** Problem **
Return, word for word, only the lines of the data below that lie between the line with "for a placeholder." and the line with "let targets: Vec<f64> = active", those two lines included.

═════ Entries shown

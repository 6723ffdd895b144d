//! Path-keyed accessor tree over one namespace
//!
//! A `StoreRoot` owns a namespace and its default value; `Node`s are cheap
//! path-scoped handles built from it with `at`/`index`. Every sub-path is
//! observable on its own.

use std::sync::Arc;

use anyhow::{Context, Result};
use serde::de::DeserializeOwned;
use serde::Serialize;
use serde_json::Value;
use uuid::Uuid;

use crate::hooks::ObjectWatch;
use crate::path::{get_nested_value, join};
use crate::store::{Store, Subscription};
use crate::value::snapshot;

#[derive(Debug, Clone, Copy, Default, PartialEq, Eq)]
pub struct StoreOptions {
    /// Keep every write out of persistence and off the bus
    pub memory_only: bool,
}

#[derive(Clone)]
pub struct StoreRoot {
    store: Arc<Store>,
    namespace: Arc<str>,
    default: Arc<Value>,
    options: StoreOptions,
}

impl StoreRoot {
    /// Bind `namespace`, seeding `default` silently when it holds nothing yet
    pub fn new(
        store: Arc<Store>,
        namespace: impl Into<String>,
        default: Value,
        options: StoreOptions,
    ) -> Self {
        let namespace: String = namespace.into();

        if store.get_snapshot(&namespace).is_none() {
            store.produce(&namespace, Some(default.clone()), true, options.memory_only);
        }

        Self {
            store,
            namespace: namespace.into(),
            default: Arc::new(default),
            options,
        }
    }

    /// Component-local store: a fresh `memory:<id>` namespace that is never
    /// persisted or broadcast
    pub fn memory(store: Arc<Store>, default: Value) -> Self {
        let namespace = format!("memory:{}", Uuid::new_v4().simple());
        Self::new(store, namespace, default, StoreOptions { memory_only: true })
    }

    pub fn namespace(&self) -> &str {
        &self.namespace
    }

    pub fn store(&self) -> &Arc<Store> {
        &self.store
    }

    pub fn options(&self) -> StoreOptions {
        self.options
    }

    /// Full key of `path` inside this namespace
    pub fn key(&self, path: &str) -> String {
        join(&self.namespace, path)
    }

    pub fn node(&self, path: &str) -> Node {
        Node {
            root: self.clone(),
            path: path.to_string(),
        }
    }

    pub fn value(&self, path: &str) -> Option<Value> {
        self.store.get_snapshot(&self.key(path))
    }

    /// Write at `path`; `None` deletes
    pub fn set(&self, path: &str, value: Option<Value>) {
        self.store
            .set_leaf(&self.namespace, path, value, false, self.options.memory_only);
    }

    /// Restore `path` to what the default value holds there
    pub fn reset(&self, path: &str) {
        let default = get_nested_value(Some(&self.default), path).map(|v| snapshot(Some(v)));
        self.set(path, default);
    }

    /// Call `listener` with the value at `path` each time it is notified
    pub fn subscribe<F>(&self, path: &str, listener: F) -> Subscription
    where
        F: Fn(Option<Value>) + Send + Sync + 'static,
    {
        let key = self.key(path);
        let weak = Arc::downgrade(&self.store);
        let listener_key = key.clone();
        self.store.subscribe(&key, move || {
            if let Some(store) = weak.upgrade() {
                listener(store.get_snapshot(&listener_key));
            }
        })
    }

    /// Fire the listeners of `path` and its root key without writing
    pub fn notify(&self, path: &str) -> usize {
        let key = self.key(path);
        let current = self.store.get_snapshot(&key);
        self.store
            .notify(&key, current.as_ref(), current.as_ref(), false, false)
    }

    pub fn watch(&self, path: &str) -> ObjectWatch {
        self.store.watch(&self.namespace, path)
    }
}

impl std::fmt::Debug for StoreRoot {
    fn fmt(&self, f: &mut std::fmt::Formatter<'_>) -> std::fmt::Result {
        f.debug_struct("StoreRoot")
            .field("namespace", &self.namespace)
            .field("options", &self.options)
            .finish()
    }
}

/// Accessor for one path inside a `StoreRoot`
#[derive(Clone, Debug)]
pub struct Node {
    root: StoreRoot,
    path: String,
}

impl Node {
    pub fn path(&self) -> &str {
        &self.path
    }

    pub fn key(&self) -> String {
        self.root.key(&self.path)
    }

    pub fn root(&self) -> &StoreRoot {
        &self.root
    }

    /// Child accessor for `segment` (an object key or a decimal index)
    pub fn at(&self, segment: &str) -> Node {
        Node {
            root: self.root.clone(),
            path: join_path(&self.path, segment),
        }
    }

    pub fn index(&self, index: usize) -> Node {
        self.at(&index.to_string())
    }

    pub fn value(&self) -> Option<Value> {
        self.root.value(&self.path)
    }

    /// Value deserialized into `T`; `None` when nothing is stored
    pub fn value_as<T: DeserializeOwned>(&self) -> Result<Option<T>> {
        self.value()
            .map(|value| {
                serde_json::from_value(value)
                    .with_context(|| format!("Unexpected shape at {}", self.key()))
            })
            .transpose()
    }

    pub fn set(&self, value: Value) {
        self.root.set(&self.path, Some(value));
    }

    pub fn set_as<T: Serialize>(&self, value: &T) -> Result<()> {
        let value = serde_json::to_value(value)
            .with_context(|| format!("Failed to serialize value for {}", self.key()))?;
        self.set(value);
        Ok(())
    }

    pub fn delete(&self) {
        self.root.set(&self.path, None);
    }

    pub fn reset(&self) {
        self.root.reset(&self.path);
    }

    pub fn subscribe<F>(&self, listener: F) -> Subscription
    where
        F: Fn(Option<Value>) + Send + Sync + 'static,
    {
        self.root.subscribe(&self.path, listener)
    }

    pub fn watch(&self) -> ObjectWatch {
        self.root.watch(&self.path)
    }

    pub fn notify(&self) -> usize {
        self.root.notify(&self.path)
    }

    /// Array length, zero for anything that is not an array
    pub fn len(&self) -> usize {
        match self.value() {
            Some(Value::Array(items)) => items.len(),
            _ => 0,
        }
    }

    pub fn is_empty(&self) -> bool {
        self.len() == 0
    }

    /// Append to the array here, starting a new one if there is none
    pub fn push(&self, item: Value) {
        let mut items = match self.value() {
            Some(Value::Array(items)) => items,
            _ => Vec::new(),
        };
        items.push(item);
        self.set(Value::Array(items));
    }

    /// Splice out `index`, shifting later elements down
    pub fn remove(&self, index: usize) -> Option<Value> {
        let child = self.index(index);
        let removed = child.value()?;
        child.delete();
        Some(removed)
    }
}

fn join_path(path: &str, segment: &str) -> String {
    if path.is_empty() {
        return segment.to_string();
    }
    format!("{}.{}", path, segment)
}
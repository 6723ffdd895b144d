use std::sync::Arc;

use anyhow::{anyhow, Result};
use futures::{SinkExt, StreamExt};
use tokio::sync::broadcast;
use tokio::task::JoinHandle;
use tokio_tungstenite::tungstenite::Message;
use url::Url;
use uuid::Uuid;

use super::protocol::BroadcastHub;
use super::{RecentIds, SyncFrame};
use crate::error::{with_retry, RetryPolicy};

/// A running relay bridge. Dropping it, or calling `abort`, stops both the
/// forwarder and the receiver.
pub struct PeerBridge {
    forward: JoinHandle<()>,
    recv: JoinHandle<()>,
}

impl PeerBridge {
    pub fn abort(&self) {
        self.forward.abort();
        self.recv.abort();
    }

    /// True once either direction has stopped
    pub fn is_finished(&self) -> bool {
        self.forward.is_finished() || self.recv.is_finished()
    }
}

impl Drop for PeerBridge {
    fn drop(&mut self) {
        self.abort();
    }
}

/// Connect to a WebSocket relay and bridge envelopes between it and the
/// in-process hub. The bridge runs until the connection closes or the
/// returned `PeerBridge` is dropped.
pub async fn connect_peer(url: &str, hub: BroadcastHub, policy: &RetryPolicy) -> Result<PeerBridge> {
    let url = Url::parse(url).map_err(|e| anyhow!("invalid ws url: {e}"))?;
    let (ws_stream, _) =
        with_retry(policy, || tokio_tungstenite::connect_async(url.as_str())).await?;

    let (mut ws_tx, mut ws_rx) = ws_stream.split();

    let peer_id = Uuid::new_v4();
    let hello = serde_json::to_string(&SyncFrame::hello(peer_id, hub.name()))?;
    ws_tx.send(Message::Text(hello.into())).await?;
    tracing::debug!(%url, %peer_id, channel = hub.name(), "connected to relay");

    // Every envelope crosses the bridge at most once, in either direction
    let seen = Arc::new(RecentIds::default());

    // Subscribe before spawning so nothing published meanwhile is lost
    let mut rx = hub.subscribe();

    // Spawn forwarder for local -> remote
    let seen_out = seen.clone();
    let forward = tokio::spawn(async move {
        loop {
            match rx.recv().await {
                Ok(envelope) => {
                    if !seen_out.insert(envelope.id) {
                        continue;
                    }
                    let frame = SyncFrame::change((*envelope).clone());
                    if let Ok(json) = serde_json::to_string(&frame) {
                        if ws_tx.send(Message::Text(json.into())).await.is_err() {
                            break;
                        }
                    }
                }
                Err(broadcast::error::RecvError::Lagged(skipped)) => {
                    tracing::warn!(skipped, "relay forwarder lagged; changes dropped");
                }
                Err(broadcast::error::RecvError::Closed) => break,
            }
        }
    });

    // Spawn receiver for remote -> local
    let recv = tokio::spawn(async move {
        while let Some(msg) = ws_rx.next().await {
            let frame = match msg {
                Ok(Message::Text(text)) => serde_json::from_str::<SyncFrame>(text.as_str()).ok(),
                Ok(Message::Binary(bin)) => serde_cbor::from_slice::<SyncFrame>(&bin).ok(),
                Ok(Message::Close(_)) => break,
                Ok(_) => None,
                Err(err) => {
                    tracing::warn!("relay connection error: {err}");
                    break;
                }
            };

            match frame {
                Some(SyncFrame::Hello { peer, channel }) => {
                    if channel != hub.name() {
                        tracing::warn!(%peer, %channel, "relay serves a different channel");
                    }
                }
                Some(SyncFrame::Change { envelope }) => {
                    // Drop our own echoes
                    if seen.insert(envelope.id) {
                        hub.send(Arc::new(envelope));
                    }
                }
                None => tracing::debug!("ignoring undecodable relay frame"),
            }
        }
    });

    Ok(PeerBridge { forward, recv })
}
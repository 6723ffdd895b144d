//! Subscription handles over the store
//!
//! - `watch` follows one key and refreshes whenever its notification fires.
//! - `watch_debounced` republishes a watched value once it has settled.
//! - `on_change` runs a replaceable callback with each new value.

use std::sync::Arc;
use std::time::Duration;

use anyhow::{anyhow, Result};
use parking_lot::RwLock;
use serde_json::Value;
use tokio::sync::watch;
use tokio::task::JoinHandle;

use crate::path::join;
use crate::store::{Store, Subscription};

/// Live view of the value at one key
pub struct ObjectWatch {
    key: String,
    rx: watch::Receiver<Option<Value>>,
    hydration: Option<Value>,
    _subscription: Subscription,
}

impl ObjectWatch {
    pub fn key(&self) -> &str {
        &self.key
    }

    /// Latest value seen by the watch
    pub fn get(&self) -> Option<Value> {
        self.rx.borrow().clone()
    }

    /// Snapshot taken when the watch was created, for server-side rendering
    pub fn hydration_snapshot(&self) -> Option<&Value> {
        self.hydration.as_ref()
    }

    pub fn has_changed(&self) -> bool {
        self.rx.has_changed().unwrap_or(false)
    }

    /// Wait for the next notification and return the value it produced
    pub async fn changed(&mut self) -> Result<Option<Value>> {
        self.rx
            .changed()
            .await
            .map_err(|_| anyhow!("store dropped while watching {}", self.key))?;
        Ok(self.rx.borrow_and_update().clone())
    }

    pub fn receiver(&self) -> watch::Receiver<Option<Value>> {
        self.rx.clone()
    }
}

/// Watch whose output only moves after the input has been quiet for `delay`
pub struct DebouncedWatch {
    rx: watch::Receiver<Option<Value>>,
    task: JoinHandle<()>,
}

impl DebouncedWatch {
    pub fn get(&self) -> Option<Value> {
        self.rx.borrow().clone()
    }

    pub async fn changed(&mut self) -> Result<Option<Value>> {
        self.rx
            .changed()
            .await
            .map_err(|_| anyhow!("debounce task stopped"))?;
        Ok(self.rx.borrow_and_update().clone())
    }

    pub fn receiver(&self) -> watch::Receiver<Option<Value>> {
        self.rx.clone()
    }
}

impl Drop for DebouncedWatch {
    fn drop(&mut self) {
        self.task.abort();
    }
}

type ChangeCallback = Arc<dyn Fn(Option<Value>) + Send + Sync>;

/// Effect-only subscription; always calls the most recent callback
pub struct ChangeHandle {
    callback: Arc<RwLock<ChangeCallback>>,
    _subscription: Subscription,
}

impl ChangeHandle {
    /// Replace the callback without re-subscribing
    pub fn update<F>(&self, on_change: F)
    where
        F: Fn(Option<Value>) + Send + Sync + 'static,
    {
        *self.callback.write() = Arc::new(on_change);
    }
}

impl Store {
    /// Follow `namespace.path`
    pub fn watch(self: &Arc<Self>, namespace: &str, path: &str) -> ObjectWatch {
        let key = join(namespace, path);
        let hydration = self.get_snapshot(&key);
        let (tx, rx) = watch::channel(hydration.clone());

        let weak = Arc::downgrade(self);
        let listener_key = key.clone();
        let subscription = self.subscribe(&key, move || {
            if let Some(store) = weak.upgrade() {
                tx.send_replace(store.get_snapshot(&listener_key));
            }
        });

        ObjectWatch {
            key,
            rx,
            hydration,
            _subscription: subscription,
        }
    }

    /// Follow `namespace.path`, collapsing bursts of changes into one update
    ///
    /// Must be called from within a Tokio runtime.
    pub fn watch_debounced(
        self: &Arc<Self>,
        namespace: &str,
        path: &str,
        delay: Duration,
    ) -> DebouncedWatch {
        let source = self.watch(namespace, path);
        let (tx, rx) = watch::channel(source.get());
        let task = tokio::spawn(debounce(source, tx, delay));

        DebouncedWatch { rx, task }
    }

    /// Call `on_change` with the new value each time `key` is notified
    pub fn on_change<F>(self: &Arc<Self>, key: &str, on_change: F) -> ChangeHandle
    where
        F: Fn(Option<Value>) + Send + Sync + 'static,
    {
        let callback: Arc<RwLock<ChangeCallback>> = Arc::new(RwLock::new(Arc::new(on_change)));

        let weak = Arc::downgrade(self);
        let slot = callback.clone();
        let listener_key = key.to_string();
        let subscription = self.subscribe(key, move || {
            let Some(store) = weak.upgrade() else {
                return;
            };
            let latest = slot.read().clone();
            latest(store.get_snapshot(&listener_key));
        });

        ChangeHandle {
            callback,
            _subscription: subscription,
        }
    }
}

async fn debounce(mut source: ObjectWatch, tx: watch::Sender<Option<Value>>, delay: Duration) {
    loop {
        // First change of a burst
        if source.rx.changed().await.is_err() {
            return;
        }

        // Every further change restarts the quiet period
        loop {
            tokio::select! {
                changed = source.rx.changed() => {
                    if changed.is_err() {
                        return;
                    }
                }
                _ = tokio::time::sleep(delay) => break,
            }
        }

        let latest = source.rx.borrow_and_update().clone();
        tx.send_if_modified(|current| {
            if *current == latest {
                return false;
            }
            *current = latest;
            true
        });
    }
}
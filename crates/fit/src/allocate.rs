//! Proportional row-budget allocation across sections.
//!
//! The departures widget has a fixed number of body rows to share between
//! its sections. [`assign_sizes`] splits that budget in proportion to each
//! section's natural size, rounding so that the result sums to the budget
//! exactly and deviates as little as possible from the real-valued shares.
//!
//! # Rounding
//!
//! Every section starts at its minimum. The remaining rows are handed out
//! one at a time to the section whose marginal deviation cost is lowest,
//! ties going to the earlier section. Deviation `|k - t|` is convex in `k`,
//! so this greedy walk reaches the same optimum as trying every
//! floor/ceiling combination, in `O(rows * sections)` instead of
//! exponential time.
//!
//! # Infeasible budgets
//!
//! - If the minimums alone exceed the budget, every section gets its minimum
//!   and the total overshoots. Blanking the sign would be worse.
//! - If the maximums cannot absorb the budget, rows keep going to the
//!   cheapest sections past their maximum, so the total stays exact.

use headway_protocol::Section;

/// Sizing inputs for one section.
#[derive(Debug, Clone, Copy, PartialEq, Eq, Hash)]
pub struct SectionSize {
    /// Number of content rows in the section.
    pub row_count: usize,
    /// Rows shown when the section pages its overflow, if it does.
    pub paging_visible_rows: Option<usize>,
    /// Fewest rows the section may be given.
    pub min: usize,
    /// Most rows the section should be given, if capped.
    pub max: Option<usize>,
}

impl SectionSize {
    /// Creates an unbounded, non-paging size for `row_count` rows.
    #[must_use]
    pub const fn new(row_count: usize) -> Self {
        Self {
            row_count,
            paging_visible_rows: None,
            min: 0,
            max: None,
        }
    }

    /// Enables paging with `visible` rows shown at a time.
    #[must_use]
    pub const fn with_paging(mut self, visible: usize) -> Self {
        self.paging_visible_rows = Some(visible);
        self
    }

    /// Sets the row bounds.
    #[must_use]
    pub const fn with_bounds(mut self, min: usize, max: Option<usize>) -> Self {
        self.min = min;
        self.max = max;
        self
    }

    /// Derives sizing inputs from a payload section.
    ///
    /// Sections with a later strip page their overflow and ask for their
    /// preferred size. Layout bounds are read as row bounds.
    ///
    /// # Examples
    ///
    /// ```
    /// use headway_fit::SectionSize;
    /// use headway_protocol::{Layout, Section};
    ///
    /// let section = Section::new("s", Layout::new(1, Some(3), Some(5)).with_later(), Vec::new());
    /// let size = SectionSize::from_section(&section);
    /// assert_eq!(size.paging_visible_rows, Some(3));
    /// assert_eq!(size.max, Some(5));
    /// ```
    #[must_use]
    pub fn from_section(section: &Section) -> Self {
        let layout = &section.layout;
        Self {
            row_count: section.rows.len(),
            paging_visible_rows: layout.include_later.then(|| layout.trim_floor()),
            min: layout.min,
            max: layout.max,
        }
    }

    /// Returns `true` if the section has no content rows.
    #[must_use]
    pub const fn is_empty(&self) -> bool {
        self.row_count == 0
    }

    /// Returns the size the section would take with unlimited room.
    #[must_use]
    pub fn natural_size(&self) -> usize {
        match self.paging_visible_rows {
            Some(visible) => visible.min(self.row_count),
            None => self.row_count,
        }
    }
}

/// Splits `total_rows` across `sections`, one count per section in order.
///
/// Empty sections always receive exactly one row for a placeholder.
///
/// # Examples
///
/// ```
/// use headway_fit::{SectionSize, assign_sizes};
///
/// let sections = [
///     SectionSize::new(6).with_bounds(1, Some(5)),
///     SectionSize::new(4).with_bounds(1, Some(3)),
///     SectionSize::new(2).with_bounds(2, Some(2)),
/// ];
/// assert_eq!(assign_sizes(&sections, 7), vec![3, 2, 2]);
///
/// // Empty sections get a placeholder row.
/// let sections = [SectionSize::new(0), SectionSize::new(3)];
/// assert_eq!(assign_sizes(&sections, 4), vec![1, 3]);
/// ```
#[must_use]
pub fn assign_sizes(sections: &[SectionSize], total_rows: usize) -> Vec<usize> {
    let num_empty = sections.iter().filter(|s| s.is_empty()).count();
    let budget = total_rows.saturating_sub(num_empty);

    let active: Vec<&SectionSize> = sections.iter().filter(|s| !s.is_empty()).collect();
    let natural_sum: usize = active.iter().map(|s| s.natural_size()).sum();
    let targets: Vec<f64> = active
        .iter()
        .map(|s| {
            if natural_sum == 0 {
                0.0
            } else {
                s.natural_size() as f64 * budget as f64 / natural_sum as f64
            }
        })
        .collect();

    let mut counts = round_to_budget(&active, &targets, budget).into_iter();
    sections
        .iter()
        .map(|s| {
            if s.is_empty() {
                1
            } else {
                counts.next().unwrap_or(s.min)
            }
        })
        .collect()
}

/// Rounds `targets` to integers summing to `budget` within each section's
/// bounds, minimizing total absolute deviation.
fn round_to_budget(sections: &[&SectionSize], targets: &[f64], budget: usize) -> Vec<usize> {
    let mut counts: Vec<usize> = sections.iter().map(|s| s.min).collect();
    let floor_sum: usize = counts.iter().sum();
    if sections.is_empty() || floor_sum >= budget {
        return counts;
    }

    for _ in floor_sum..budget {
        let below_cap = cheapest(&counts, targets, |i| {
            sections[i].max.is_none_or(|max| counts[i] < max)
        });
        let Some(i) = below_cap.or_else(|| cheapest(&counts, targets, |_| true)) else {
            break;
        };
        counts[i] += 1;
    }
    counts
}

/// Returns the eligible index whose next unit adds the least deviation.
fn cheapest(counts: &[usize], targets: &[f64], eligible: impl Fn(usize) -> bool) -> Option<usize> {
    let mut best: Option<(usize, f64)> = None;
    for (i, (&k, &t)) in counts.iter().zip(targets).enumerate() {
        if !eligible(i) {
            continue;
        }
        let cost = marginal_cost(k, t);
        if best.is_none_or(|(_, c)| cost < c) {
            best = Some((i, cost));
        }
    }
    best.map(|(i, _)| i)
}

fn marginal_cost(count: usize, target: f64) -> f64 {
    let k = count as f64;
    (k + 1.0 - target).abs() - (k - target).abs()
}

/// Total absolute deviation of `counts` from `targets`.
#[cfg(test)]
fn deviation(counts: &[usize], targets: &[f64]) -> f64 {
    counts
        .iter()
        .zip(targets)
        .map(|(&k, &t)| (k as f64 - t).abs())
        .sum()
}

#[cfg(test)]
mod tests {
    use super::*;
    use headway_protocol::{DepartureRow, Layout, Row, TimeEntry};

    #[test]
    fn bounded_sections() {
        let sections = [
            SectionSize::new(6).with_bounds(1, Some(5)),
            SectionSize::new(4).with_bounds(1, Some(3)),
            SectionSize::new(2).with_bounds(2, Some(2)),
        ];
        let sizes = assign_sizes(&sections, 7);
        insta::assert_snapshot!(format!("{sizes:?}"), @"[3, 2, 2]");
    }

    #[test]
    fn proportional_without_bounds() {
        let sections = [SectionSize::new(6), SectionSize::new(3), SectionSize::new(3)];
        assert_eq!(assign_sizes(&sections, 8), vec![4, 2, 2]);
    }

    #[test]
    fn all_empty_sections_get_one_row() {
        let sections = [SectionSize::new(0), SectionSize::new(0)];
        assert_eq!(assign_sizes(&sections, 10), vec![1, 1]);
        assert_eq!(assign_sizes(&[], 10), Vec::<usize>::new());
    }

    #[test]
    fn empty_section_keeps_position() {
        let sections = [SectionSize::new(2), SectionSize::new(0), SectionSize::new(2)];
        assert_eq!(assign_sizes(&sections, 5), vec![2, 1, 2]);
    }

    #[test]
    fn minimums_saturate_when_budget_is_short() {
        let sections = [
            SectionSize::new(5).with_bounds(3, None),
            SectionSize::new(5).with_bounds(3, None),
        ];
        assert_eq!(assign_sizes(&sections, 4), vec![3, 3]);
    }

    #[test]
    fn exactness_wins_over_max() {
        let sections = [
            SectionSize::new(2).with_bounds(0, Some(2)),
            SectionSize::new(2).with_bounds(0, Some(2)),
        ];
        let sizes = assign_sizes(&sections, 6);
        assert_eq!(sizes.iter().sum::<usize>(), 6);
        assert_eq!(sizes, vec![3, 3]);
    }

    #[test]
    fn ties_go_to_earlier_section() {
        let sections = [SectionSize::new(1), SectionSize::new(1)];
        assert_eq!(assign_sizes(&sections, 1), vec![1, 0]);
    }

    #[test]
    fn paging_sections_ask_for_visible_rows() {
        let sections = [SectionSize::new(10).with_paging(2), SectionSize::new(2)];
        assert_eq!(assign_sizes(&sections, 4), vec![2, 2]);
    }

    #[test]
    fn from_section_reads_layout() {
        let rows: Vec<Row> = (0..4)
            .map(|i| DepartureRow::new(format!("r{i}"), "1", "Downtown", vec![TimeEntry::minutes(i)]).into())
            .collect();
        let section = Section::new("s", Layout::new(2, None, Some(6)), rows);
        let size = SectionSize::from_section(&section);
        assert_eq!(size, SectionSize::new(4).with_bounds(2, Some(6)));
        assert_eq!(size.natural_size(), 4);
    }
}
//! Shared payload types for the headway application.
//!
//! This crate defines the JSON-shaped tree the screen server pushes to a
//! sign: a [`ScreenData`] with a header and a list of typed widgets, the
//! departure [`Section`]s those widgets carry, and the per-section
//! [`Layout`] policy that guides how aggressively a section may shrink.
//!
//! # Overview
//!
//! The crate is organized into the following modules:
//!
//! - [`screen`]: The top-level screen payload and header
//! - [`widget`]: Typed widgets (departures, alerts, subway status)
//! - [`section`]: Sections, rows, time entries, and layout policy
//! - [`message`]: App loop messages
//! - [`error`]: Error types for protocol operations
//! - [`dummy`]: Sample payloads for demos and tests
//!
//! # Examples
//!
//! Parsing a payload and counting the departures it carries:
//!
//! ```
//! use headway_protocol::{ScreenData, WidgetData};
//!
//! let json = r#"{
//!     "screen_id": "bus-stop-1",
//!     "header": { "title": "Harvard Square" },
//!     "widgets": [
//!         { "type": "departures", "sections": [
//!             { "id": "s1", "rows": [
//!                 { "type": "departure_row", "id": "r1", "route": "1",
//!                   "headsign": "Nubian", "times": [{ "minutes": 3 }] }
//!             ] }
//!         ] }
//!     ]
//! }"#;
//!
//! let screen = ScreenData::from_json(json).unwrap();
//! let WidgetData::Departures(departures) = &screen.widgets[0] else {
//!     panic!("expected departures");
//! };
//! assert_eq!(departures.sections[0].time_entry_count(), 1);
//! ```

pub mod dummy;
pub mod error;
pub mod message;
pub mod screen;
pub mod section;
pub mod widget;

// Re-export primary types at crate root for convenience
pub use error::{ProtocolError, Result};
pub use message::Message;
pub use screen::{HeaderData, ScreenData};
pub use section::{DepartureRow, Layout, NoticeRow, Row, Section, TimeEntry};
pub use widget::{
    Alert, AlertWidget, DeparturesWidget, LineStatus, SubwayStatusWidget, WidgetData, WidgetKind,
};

══════════

** Answer to this exercise **
/// Empty sections always receive exactly one row for a placeholder.
///
/// # Examples
///
/// ```
/// use headway_fit::{SectionSize, assign_sizes};
///
/// let sections = [
///     SectionSize::new(6).with_bounds(1, Some(5)),
///     SectionSize::new(4).with_bounds(1, Some(3)),
///     SectionSize::new(2).with_bounds(2, Some(2)),
/// ];
/// assert_eq!(assign_sizes(&sections, 7), vec![3, 2, 2]);
///
/// // Empty sections get a placeholder row.
/// let sections = [SectionSize::new(0), SectionSize::new(3)];
/// assert_eq!(assign_sizes(&sections, 4), vec![1, 3]);
/// ```
#[must_use]
pub fn assign_sizes(sections: &[SectionSize], total_rows: usize) -> Vec<usize> {
    let num_empty = sections.iter().filter(|s| s.is_empty()).count();
    let budget = total_rows.saturating_sub(num_empty);

    let active: Vec<&SectionSize> = sections.iter().filter(|s| !s.is_empty()).collect();
    let natural_sum: usize = active.iter().map(|s| s.natural_size()).sum();
    let targets: Vec<f64> = active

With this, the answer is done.